New Zealand country singer

Noel Linton Parlane (19 March 1951 – 21 June 2015) was a New Zealand country singer and yodeler who gained popularity during the 1980s with his release of albums on the RCA Victor label.

==Biography==
Noel Linton Parlane was born on 19 March 1951, in Roxburgh, Central Otago. He spent his early youth in Roxburgh, but moved to Dunedin in the early 1960s, where he attended Kaikorai Valley College. At the age of ten, Parlane routinely appeared on Radio 4XD's children's program where he befriended Trevor Dawe, a pianist, with whom he began appearing in talent shows. The pair performed locally under several titles such as The New Era, 'The Noel and Trev Duo', and finally 'The Sundowners' before splitting up in 1975. In 1977, Parlane won the South Island Country Music Scroll after competing in the South Island Country Music Awards and the following year won the New Zealand Gold Guitar Award, earning him an audition with the New Zealand record label Music World. In 1978, Parlane released his debut album titled Noel Parlane Country, which was certified gold, as were his following four albums. His 1979 release, Country Heartaches, sold over 40,000 copies in Australia, expanding his popularity. Wanting more control over his content, Parlane parted with Music World and was signed by the RCA Victor label, on which he released three albums before relocating to Australia. Before moving to Australia, Parlane frequented on That's Country, a New Zealand country and western television variety show. Although he was unable to reach the same sales of records after he departed from Music World, Parlane continued to make albums and perform both in Australia and New Zealand.
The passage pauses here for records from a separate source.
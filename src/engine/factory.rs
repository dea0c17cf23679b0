// ============================================================================
// Stock Service Factory
// Creates stock services with validated configuration
// ============================================================================

use crate::domain::EngineConfig;
use crate::engine::StockService;
use crate::errors::{EngineError, EngineResult};
use crate::interfaces::{IdNameResolver, ListingSource, LoggingTransport, NameResolver, Transport};
use crate::store::Repository;
use crate::utils::{Clock, SystemClock};
use std::sync::Arc;
use std::time::Duration;

// ============================================================================
// Factory Functions
// ============================================================================

/// Creates a stock service from configuration
///
/// Uses the wall clock and resolves issuer names to their ids.
///
/// # Example
/// ```
/// use doctrine_stock::prelude::*;
/// use doctrine_stock::engine::factory::create_from_config;
/// use std::sync::Arc;
///
/// # struct NoListings;
/// # #[async_trait::async_trait]
/// # impl ListingSource for NoListings {
/// #     async fn fetch_all(&self, _: i64) -> Result<Vec<ListingSnapshot>, SourceError> { Ok(vec![]) }
/// # }
/// let config = EngineConfig::new(1, 2, 3, "alerts");
/// let service = create_from_config(
///     config,
///     Arc::new(NoListings),
///     Arc::new(SqliteStore::open_in_memory().unwrap()),
///     Arc::new(LoggingTransport),
/// )
/// .unwrap();
/// ```
pub fn create_from_config(
    config: EngineConfig,
    source: Arc<dyn ListingSource>,
    repository: Arc<dyn Repository>,
    transport: Arc<dyn Transport>,
) -> EngineResult<StockService> {
    StockServiceBuilder::from_config(config)
        .with_transport(transport)
        .build(source, repository)
}

// ============================================================================
// Builder Pattern for Advanced Configuration
// ============================================================================

/// Builder for stock services with a fluent API
///
/// # Example
/// ```
/// use doctrine_stock::prelude::*;
/// use std::sync::Arc;
/// use std::time::Duration;
///
/// # struct NoListings;
/// # #[async_trait::async_trait]
/// # impl ListingSource for NoListings {
/// #     async fn fetch_all(&self, _: i64) -> Result<Vec<ListingSnapshot>, SourceError> { Ok(vec![]) }
/// # }
/// let service = StockServiceBuilder::new(98000001, 98000002, 99000003, "doctrine-alerts")
///     .with_check_interval(Duration::from_secs(900))
///     .with_similarity_threshold(0.85)
///     .build(Arc::new(NoListings), Arc::new(SqliteStore::open_in_memory().unwrap()))
///     .unwrap();
/// assert_eq!(service.config().check_interval_secs, 900);
/// ```
pub struct StockServiceBuilder {
    config: EngineConfig,
    transport: Arc<dyn Transport>,
    resolver: Arc<dyn NameResolver>,
    clock: Arc<dyn Clock>,
}

impl StockServiceBuilder {
    /// Create a builder for the given owner and channel assignees
    pub fn new(
        owner_id: i64,
        group_a_assignee: i64,
        group_b_assignee: i64,
        alert_channel: impl Into<String>,
    ) -> Self {
        Self::from_config(EngineConfig::new(
            owner_id,
            group_a_assignee,
            group_b_assignee,
            alert_channel,
        ))
    }

    /// Start from an existing (e.g. file-loaded) configuration
    pub fn from_config(config: EngineConfig) -> Self {
        Self {
            config,
            transport: Arc::new(LoggingTransport),
            resolver: Arc::new(IdNameResolver),
            clock: Arc::new(SystemClock),
        }
    }

    // ========================================================================
    // Timing Configuration
    // ========================================================================

    pub fn with_check_interval(mut self, interval: Duration) -> Self {
        self.config = self.config.with_check_interval(interval);
        self
    }

    pub fn with_notify_interval(mut self, interval: Duration) -> Self {
        self.config = self.config.with_notify_interval(interval);
        self
    }

    pub fn with_migration_window(mut self, window: Duration) -> Self {
        self.config = self.config.with_migration_window(window);
        self
    }

    pub fn with_fetch_timeout(mut self, timeout: Duration) -> Self {
        self.config = self.config.with_fetch_timeout(timeout);
        self
    }

    // ========================================================================
    // Matching Configuration
    // ========================================================================

    pub fn with_similarity_threshold(mut self, threshold: f64) -> Self {
        self.config = self.config.with_similarity_threshold(threshold);
        self
    }

    // ========================================================================
    // Collaborators
    // ========================================================================

    pub fn with_transport(mut self, transport: Arc<dyn Transport>) -> Self {
        self.transport = transport;
        self
    }

    pub fn with_name_resolver(mut self, resolver: Arc<dyn NameResolver>) -> Self {
        self.resolver = resolver;
        self
    }

    pub fn with_clock(mut self, clock: Arc<dyn Clock>) -> Self {
        self.clock = clock;
        self
    }

    /// Validate the configuration and assemble the service
    pub fn build(
        self,
        source: Arc<dyn ListingSource>,
        repository: Arc<dyn Repository>,
    ) -> EngineResult<StockService> {
        self.config.validate().map_err(EngineError::InvalidConfig)?;

        Ok(StockService::new(
            self.config,
            source,
            repository,
            self.transport,
            self.resolver,
            self.clock,
        ))
    }
}
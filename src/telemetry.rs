// ============================================================================
// Telemetry
// Opt-in tracing subscriber installation
// ============================================================================

use tracing_subscriber::EnvFilter;

/// Install a fmt subscriber honoring `RUST_LOG`, falling back to
/// `default_filter` (e.g. `"info"`) when the variable is unset or invalid.
///
/// Returns `false` when a global subscriber was already installed.
pub fn init_tracing(default_filter: &str) -> bool {
    let filter = EnvFilter::try_from_default_env()
        .or_else(|_| EnvFilter::try_new(default_filter))
        .unwrap_or_else(|_| EnvFilter::new("info"));

    tracing_subscriber::fmt()
        .with_env_filter(filter)
        .with_target(true)
        .try_init()
        .is_ok()
}
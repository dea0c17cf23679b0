// ============================================================================
// Migration Workflow
// Two-phase, time-boxed bulk rename of doctrine records
// ============================================================================
//
// Proposed --confirm within window--> Applied
// Proposed --confirm after window---> Expired (nothing written)
// Proposed --store write fails------> Proposed (nothing written)
//
// Pending entries live in memory only and are consumed by the first confirm
// that either applies them or finds them expired.

use crate::domain::PriceObservation;
use crate::errors::{EngineError, EngineResult};
use crate::store::Repository;
use crate::utils::Clock;
use chrono::{DateTime, Duration, Utc};
use parking_lot::Mutex;
use std::collections::{BTreeMap, HashMap};
use std::sync::Arc;
use tracing::{info, warn};

/// A proposed rename awaiting confirmation
#[derive(Debug, Clone, PartialEq, Eq)]
pub struct PendingMigration {
    pub from: String,
    pub to: String,
    /// Channel the confirmation prompt was posted to
    pub channel_ref: String,
    /// Identity of the confirmation prompt
    pub message_ref: String,
    pub created_at: DateTime<Utc>,
}

impl PendingMigration {
    /// Apply the substring replacement to one name
    pub fn rename(&self, name: &str) -> String {
        name.replace(&self.from, &self.to)
    }
}

/// What an applied migration wrote
#[derive(Debug, Clone, Copy, Default, PartialEq, Eq)]
pub struct MigrationOutcome {
    /// Requirements whose name changed
    pub renamed_requirements: usize,
    /// Best-known-price snapshots written under the new names
    pub synthetic_observations: usize,
}

pub struct MigrationWorkflow {
    window: Duration,
    repository: Arc<dyn Repository>,
    clock: Arc<dyn Clock>,
    pending: Mutex<HashMap<String, PendingMigration>>,
}

impl MigrationWorkflow {
    pub fn new(
        window: std::time::Duration,
        repository: Arc<dyn Repository>,
        clock: Arc<dyn Clock>,
    ) -> Self {
        Self {
            window: Duration::from_std(window).unwrap_or(Duration::MAX),
            repository,
            clock,
            pending: Mutex::new(HashMap::new()),
        }
    }

    /// Remember a rename keyed by the confirmation prompt's identity.
    pub fn propose(
        &self,
        from: impl Into<String>,
        to: impl Into<String>,
        channel_ref: impl Into<String>,
        message_ref: impl Into<String>,
    ) -> EngineResult<PendingMigration> {
        let from = from.into();
        if from.is_empty() {
            return Err(EngineError::InvalidMigration(
                "source name must not be empty".to_string(),
            ));
        }

        let pending = PendingMigration {
            from,
            to: to.into(),
            channel_ref: channel_ref.into(),
            message_ref: message_ref.into(),
            created_at: self.clock.now(),
        };
        self.pending
            .lock()
            .insert(pending.message_ref.clone(), pending.clone());

        info!(from = %pending.from, to = %pending.to, message = %pending.message_ref, "migration proposed");
        Ok(pending)
    }

    /// Consume the pending entry and apply it if still inside the window.
    pub fn confirm(&self, message_ref: &str) -> EngineResult<MigrationOutcome> {
        let pending = self
            .pending
            .lock()
            .remove(message_ref)
            .ok_or_else(|| EngineError::MigrationNotFound(message_ref.to_string()))?;

        let now = self.clock.now();
        if now - pending.created_at > self.window {
            info!(message = %message_ref, "migration expired");
            return Err(EngineError::MigrationExpired {
                created_at: pending.created_at,
                window_secs: self.window.num_seconds(),
            });
        }

        self.apply(&pending, now).map_err(|err| {
            warn!(message = %message_ref, error = %err, "migration not applied, proposal kept");
            self.pending
                .lock()
                .insert(pending.message_ref.clone(), pending);
            err
        })
    }

    pub fn pending_count(&self) -> usize {
        self.pending.lock().len()
    }

    fn apply(&self, pending: &PendingMigration, now: DateTime<Utc>) -> EngineResult<MigrationOutcome> {
        let mut outcome = MigrationOutcome::default();

        let mut requirements = self.repository.list_requirements()?;
        for requirement in &mut requirements {
            let renamed = pending.rename(&requirement.name);
            if renamed != requirement.name {
                requirement.name = renamed;
                outcome.renamed_requirements += 1;
            }
        }

        // History stays under the old names; the best known price of each
        // doctrine is carried over as a fresh unattributed observation.
        let mut best: BTreeMap<String, u64> = BTreeMap::new();
        for observation in self.repository.list_price_observations()? {
            let price = best.entry(pending.rename(&observation.doctrine_name)).or_insert(0);
            *price = (*price).max(observation.price);
        }
        let synthetic: Vec<PriceObservation> = best
            .into_iter()
            .map(|(name, price)| PriceObservation::synthetic(name, now, price))
            .collect();
        self.repository.apply_migration(&requirements, &synthetic)?;
        outcome.synthetic_observations = synthetic.len();

        info!(
            from = %pending.from,
            to = %pending.to,
            renamed = outcome.renamed_requirements,
            prices = outcome.synthetic_observations,
            "migration applied"
        );
        Ok(outcome)
    }
}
He was inducted in both the Tamworth and Gore Hands of Fame.

In 1998, he appeared in Ernest Tubb's Midnite Jamboree.

==Personal life==
Parlane continued to perform up until his death. After suffering a fall after a performance, he was diagnosed with mesothelioma. He died in Brisbane on 21 June 2015, just two months after the release of his final album Everybody's Here. He was cremated and his ashes were buried at Green Park Cemetery, Dunedin.

==Discography==
===Studio albums===
- Noel Parlane Country (Music World, 1978)
- Country Love (Music World, 1979)
- Country Heartaches (Music World, 1979)
- Old Time Country Music – 20 Golden Greats (Music World, 1981)
- Trucks & Trains (Music World, 1981)
- Drinking Them Beers (RCA Victor, 1982)
- Let’s Sing a Country Song (RCA Victor, 1984)
- Stepping Out (RCA Victor, 1987)
- Can I Count On You (Spectrum Records, 1994)
- Now and Then (Spectrum Records, 1997)
- Choosey (Capitol Records, 2003)
- You Bring Out the Best In Me (Kiwi Pacific Records, 2004)
- No Limits (Lbs Music, 2007)
- Encore (Lbs Music, 2012)
- Everybody's Here (Checked Label Services, 2015)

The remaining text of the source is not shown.